# EXERCISE INSTRUCTIONS:
Find the lines below holding the word "with" and copy each of them.

# THE DATA:
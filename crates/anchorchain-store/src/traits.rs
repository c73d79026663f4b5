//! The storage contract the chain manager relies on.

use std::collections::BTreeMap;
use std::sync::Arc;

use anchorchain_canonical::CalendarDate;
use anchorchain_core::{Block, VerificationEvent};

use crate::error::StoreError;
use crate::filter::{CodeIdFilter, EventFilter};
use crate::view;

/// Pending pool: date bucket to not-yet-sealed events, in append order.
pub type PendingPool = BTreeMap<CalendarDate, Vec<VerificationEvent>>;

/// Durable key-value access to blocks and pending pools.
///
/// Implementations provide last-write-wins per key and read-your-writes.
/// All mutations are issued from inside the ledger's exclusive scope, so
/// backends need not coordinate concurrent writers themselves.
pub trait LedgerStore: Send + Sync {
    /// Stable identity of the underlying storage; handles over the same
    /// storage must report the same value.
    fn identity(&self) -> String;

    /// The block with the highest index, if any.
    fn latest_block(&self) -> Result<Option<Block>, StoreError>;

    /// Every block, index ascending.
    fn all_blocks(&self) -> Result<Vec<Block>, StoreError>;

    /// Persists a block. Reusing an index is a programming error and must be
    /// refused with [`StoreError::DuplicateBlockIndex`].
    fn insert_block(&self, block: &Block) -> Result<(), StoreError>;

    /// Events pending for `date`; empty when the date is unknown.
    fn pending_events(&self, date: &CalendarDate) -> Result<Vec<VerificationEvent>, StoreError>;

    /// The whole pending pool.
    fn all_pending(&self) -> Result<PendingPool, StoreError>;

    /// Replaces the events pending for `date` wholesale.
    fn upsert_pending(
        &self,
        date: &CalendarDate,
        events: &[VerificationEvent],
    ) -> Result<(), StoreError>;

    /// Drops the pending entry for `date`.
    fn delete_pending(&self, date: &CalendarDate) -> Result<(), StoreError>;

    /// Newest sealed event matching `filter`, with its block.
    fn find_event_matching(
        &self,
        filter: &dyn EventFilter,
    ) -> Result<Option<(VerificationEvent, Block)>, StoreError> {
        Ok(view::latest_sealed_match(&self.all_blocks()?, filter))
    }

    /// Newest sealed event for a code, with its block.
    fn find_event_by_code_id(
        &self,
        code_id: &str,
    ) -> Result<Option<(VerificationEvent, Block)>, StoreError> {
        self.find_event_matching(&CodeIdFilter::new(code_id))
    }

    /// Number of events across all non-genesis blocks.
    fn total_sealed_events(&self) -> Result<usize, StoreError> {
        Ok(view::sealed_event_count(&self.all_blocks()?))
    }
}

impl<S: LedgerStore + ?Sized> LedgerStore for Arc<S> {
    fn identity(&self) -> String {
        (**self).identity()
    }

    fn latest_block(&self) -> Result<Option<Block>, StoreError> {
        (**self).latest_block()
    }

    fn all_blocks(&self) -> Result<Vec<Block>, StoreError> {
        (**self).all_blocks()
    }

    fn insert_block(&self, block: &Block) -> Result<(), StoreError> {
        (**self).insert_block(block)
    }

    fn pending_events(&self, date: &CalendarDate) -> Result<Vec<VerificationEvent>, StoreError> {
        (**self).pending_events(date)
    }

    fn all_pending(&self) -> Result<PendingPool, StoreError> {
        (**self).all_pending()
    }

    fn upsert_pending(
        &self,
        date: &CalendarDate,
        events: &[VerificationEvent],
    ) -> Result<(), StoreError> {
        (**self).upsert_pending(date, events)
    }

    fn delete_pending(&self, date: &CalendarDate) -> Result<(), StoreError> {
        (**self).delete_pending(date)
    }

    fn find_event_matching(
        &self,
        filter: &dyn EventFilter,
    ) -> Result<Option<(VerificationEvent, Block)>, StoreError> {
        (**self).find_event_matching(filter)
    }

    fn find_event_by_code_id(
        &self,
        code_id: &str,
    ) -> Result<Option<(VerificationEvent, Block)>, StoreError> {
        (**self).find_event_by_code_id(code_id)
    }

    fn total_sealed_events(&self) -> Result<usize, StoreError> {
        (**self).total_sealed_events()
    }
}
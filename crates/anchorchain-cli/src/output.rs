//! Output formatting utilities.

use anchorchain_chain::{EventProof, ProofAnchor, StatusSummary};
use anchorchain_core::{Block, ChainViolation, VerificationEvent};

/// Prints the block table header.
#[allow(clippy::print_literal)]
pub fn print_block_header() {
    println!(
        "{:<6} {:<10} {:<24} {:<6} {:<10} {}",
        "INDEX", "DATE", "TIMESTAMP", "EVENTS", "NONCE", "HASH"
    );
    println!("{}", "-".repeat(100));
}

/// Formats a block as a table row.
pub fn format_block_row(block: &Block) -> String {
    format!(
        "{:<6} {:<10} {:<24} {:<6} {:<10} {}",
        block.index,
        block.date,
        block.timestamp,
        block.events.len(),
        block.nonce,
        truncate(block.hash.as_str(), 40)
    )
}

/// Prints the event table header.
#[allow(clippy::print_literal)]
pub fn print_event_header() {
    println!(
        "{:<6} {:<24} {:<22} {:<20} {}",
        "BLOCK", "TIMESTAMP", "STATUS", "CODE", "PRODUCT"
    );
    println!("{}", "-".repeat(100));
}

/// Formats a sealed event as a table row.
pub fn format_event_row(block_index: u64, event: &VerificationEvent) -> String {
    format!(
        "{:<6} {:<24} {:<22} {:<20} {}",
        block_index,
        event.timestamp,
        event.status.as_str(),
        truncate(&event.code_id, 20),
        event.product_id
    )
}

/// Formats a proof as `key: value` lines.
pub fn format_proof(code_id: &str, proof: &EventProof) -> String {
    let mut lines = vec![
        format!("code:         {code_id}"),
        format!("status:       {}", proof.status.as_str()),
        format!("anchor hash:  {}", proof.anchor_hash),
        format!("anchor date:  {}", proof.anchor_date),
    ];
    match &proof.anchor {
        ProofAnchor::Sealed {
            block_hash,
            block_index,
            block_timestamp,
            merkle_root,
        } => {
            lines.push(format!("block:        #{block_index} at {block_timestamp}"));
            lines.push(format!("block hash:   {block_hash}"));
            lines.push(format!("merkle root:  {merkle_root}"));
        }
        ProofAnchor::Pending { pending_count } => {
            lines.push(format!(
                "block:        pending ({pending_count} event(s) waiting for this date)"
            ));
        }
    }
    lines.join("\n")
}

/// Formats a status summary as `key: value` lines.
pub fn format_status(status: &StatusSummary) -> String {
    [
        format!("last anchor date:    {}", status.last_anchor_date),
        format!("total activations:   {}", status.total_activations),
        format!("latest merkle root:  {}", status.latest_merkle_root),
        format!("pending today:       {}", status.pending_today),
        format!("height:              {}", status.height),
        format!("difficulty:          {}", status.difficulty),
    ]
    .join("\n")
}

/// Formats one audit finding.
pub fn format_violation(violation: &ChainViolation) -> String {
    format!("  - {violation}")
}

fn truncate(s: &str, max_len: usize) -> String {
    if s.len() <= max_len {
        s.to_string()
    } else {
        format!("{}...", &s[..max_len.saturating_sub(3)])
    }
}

# ANSWER SECTION:
    /// The block with the highest index, if any.
    /// refused with [`StoreError::DuplicateBlockIndex`].
    /// Newest sealed event matching `filter`, with its block.
    /// Newest sealed event for a code, with its block.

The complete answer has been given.